INSTRUCTIONS TO FOLLOW - Wherever a line of the records contains "content", copy that line.

WORKING DATA -
[Start of section]

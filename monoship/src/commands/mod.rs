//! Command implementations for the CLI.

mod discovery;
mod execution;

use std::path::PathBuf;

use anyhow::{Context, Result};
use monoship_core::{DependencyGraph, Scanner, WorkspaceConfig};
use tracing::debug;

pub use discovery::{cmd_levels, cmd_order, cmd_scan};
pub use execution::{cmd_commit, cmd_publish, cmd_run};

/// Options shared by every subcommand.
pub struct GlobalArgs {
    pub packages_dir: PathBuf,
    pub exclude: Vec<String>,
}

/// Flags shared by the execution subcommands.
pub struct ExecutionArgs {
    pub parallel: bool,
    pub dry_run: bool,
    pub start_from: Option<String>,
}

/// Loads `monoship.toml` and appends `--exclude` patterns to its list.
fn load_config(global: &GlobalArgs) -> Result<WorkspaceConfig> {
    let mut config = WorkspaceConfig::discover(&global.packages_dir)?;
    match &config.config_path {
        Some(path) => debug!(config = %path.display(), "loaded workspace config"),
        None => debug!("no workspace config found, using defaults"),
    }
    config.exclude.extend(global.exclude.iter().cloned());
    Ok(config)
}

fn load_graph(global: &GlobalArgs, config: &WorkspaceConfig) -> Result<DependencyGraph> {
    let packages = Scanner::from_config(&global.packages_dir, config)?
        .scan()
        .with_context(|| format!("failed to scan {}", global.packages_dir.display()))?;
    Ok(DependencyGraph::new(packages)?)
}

[End of section]
[Start of section]

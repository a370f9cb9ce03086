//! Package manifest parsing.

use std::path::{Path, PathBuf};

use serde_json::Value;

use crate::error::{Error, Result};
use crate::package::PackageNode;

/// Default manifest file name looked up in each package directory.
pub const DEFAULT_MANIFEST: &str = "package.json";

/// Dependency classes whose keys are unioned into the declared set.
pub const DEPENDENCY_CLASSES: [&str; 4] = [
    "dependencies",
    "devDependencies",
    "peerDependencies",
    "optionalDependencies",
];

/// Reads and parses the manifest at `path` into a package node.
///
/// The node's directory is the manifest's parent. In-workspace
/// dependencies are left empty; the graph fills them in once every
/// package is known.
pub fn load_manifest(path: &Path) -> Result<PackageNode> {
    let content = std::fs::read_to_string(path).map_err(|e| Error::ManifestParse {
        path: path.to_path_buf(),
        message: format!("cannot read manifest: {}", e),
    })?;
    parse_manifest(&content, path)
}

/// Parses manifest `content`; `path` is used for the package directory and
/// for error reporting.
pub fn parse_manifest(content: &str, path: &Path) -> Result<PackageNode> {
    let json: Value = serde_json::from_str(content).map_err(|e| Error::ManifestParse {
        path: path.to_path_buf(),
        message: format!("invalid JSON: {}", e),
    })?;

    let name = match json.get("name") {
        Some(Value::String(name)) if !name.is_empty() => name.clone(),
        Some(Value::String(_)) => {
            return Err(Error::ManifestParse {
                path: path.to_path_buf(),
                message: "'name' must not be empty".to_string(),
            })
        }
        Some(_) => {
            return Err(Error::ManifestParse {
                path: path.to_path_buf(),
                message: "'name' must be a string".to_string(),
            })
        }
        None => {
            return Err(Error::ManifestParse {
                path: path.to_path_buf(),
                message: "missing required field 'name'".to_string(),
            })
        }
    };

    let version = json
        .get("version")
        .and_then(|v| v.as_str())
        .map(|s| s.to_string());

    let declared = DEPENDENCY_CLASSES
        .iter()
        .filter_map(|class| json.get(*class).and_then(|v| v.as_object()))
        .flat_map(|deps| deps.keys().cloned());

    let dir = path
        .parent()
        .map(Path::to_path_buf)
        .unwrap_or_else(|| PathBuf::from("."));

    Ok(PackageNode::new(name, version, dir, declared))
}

[End of section]

THE ANSWER -
    let content = std::fs::read_to_string(path).map_err(|e| Error::ManifestParse {
    parse_manifest(&content, path)
/// Parses manifest `content`; `path` is used for the package directory and
pub fn parse_manifest(content: &str, path: &Path) -> Result<PackageNode> {
    let json: Value = serde_json::from_str(content).map_err(|e| Error::ManifestParse {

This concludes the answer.